**Records excerpted from a collection**
══════════════════════════════

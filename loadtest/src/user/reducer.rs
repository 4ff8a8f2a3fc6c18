//! Reducer for one virtual user.

use crate::metrics;
use crate::types::{PurchaseRequest, PurchaseResult, Seat, TicketId, VerificationResult};
use crate::user::{UserAction, UserEnvironment, UserPhase, UserState};
use seatsweep_core::{SmallVec, effect::Effect, reducer::Reducer, smallvec};
use std::time::Instant;

/// Acquire a seat, buy it, maybe verify it, wait, repeat until the queue is
/// empty.
///
/// A failed purchase is never retried: the seat was taken from the queue
/// once and is forfeited.
#[derive(Debug, Clone, Copy, Default)]
pub struct VirtualUserReducer;

impl VirtualUserReducer {
    /// Create a new virtual user reducer
    #[must_use]
    pub const fn new() -> Self {
        Self
    }

    fn tick(state: &mut UserState, env: &UserEnvironment) -> SmallVec<[Effect<UserAction>; 4]> {
        if state.phase.is_stopped() {
            return SmallVec::new();
        }
        if state.phase.is_in_flight() {
            tracing::warn!(
                user_id = state.user_id,
                phase = %state.phase,
                "Tick while a request is in flight, ignoring"
            );
            return SmallVec::new();
        }

        state.counters.iterations += 1;

        let Some(seat) = env.queue().try_take() else {
            state.phase = UserPhase::Stopped;
            env.stats().record_user_stopped();
            metrics::record_user_stopped();
            tracing::debug!(
                user_id = state.user_id,
                attempts = state.counters.attempts,
                purchased = state.counters.purchased,
                "Seat queue empty, user stopped"
            );
            return SmallVec::new();
        };

        state.counters.attempts += 1;
        env.stats().record_attempt();
        state.phase = UserPhase::Purchasing { seat: seat.clone() };

        smallvec![Self::purchase_effect(seat, env)]
    }

    fn purchase_completed(
        state: &mut UserState,
        result: PurchaseResult,
        env: &UserEnvironment,
    ) -> SmallVec<[Effect<UserAction>; 4]> {
        if !matches!(state.phase, UserPhase::Purchasing { .. }) {
            tracing::warn!(user_id = state.user_id, phase = %state.phase, "Unexpected purchase result, ignoring");
            return SmallVec::new();
        }

        env.stats().record_purchase(&result);

        match result {
            PurchaseResult::Success { seat, ticket_id } => {
                state.counters.purchased += 1;
                tracing::trace!(user_id = state.user_id, %seat, ?ticket_id, "Purchase created");

                // Without an id there is nothing to read back
                if let Some(ticket_id) = ticket_id {
                    if env.random().chance(env.settings().verify_probability) {
                        state.counters.verifications += 1;
                        env.stats().record_verification_issued();
                        state.phase = UserPhase::Verifying {
                            ticket_id: ticket_id.clone(),
                        };
                        return smallvec![Self::verify_effect(ticket_id, env)];
                    }
                    state.phase = UserPhase::Purchased {
                        seat,
                        ticket_id: Some(ticket_id),
                    };
                } else {
                    state.phase = UserPhase::Purchased {
                        seat,
                        ticket_id: None,
                    };
                }
            },
            PurchaseResult::Failure { seat, status_code } => {
                state.counters.failed += 1;
                tracing::warn!(
                    user_id = state.user_id,
                    %seat,
                    ?status_code,
                    "Purchase failed, seat forfeited"
                );
                state.phase = UserPhase::Failed { seat, status_code };
            },
        }

        smallvec![Self::wait(env)]
    }

    fn verification_completed(
        state: &mut UserState,
        ticket_id: &TicketId,
        result: VerificationResult,
        env: &UserEnvironment,
    ) -> SmallVec<[Effect<UserAction>; 4]> {
        if !matches!(&state.phase, UserPhase::Verifying { ticket_id: pending } if pending == ticket_id)
        {
            tracing::warn!(user_id = state.user_id, %ticket_id, "Unexpected verification result, ignoring");
            return SmallVec::new();
        }

        env.stats().record_verification(&result);
        if !result.is_confirmed() {
            state.counters.verifications_failed += 1;
            tracing::warn!(user_id = state.user_id, %ticket_id, ?result, "Verification failed");
        }

        state.phase = UserPhase::Waiting;
        smallvec![Self::wait(env)]
    }

    fn purchase_effect(seat: Seat, env: &UserEnvironment) -> Effect<UserAction> {
        let client = env.client();
        let settings = env.settings();
        let request = PurchaseRequest::new(settings.event_id.clone(), settings.venue_id.clone(), seat);

        Effect::Future(Box::pin(async move {
            let started = Instant::now();
            let result = client.purchase(request).await;
            let elapsed = started.elapsed().as_secs_f64();

            if result.is_success() {
                metrics::record_purchase_created(elapsed);
            } else {
                metrics::record_purchase_failed(elapsed);
            }
            Some(UserAction::PurchaseCompleted(result))
        }))
    }

    fn verify_effect(ticket_id: TicketId, env: &UserEnvironment) -> Effect<UserAction> {
        let client = env.client();

        Effect::Future(Box::pin(async move {
            let result = client.verify(ticket_id.clone()).await;
            metrics::record_verification(result.is_confirmed());
            Some(UserAction::VerificationCompleted { ticket_id, result })
        }))
    }

    fn wait(env: &UserEnvironment) -> Effect<UserAction> {
        Effect::Delay {
            duration: env.settings().wait_time,
            action: Box::new(UserAction::Tick),
        }
    }
}

impl Reducer for VirtualUserReducer {
    type State = UserState;
    type Action = UserAction;
    type Environment = UserEnvironment;

    fn reduce(
        &self,
        state: &mut Self::State,
        action: Self::Action,
        env: &Self::Environment,
    ) -> SmallVec<[Effect<Self::Action>; 4]> {
        match action {
            UserAction::Tick => Self::tick(state, env),
            UserAction::PurchaseCompleted(result) => Self::purchase_completed(state, result, env),
            UserAction::VerificationCompleted { ticket_id, result } => {
                Self::verification_completed(state, &ticket_id, result, env)
            },
        }
    }
}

══════════════════════════════

**What you have to do**
Could each line above be retyped exactly?

**Written reply**
filename loadtest/src/user/reducer.rs
repository 4ff8a8f2a3fc6c18
//! Reducer for one virtual user.

use crate::metrics;
use crate::types::{PurchaseRequest, PurchaseResult, Seat, TicketId, VerificationResult};
use crate::user::{UserAction, UserEnvironment, UserPhase, UserState};
use seatsweep_core::{SmallVec, effect::Effect, reducer::Reducer, smallvec};
use std::time::Instant;

/// Acquire a seat, buy it, maybe verify it, wait, repeat until the queue is
/// empty.
///
/// A failed purchase is never retried: the seat was taken from the queue
/// once and is forfeited.
#[derive(Debug, Clone, Copy, Default)]
pub struct VirtualUserReducer;

impl VirtualUserReducer {
    /// Create a new virtual user reducer
    #[must_use]
    pub const fn new() -> Self {
        Self
    }

    fn tick(state: &mut UserState, env: &UserEnvironment) -> SmallVec<[Effect<UserAction>; 4]> {
        if state.phase.is_stopped() {
            return SmallVec::new();
        }
        if state.phase.is_in_flight() {
            tracing::warn!(
                user_id = state.user_id,
                phase = %state.phase,
                "Tick while a request is in flight, ignoring"
            );
            return SmallVec::new();
        }

        state.counters.iterations += 1;

        let Some(seat) = env.queue().try_take() else {
            state.phase = UserPhase::Stopped;
            env.stats().record_user_stopped();
            metrics::record_user_stopped();
            tracing::debug!(
                user_id = state.user_id,
                attempts = state.counters.attempts,
                purchased = state.counters.purchased,
                "Seat queue empty, user stopped"
            );
            return SmallVec::new();
        };

        state.counters.attempts += 1;
        env.stats().record_attempt();
        state.phase = UserPhase::Purchasing { seat: seat.clone() };

        smallvec![Self::purchase_effect(seat, env)]
    }

    fn purchase_completed(
        state: &mut UserState,
        result: PurchaseResult,
        env: &UserEnvironment,
    ) -> SmallVec<[Effect<UserAction>; 4]> {
        if !matches!(state.phase, UserPhase::Purchasing { .. }) {
            tracing::warn!(user_id = state.user_id, phase = %state.phase, "Unexpected purchase result, ignoring");
            return SmallVec::new();
        }

        env.stats().record_purchase(&result);

        match result {
            PurchaseResult::Success { seat, ticket_id } => {
                state.counters.purchased += 1;
                tracing::trace!(user_id = state.user_id, %seat, ?ticket_id, "Purchase created");

                // Without an id there is nothing to read back
                if let Some(ticket_id) = ticket_id {
                    if env.random().chance(env.settings().verify_probability) {
                        state.counters.verifications += 1;
                        env.stats().record_verification_issued();
                        state.phase = UserPhase::Verifying {
                            ticket_id: ticket_id.clone(),
                        };
                        return smallvec![Self::verify_effect(ticket_id, env)];
                    }
                    state.phase = UserPhase::Purchased {
                        seat,
                        ticket_id: Some(ticket_id),
                    };
                } else {
                    state.phase = UserPhase::Purchased {
                        seat,
                        ticket_id: None,
                    };
                }
            },
            PurchaseResult::Failure { seat, status_code } => {
                state.counters.failed += 1;
                tracing::warn!(
                    user_id = state.user_id,
                    %seat,
                    ?status_code,
                    "Purchase failed, seat forfeited"
                );
                state.phase = UserPhase::Failed { seat, status_code };
            },
        }

        smallvec![Self::wait(env)]
    }

    fn verification_completed(
        state: &mut UserState,
        ticket_id: &TicketId,
        result: VerificationResult,
        env: &UserEnvironment,
    ) -> SmallVec<[Effect<UserAction>; 4]> {
        if !matches!(&state.phase, UserPhase::Verifying { ticket_id: pending } if pending == ticket_id)
        {
            tracing::warn!(user_id = state.user_id, %ticket_id, "Unexpected verification result, ignoring");
            return SmallVec::new();
        }

        env.stats().record_verification(&result);
        if !result.is_confirmed() {
            state.counters.verifications_failed += 1;
            tracing::warn!(user_id = state.user_id, %ticket_id, ?result, "Verification failed");
        }

        state.phase = UserPhase::Waiting;
        smallvec![Self::wait(env)]
    }

    fn purchase_effect(seat: Seat, env: &UserEnvironment) -> Effect<UserAction> {
        let client = env.client();
        let settings = env.settings();
        let request = PurchaseRequest::new(settings.event_id.clone(), settings.venue_id.clone(), seat);

        Effect::Future(Box::pin(async move {
            let started = Instant::now();
            let result = client.purchase(request).await;
            let elapsed = started.elapsed().as_secs_f64();

            if result.is_success() {
                metrics::record_purchase_created(elapsed);
            } else {
                metrics::record_purchase_failed(elapsed);
            }
            Some(UserAction::PurchaseCompleted(result))
        }))
    }

    fn verify_effect(ticket_id: TicketId, env: &UserEnvironment) -> Effect<UserAction> {
        let client = env.client();

        Effect::Future(Box::pin(async move {
            let result = client.verify(ticket_id.clone()).await;
            metrics::record_verification(result.is_confirmed());
            Some(UserAction::VerificationCompleted { ticket_id, result })
        }))
    }

    fn wait(env: &UserEnvironment) -> Effect<UserAction> {
        Effect::Delay {
            duration: env.settings().wait_time,
            action: Box::new(UserAction::Tick),
        }
    }
}

impl Reducer for VirtualUserReducer {
    type State = UserState;
    type Action = UserAction;
    type Environment = UserEnvironment;

    fn reduce(
        &self,
        state: &mut Self::State,
        action: Self::Action,
        env: &Self::Environment,
    ) -> SmallVec<[Effect<Self::Action>; 4]> {
        match action {
            UserAction::Tick => Self::tick(state, env),
            UserAction::PurchaseCompleted(result) => Self::purchase_completed(state, result, env),
            UserAction::VerificationCompleted { ticket_id, result } => {
                Self::verification_completed(state, &ticket_id, result, env)
            },
        }
    }
}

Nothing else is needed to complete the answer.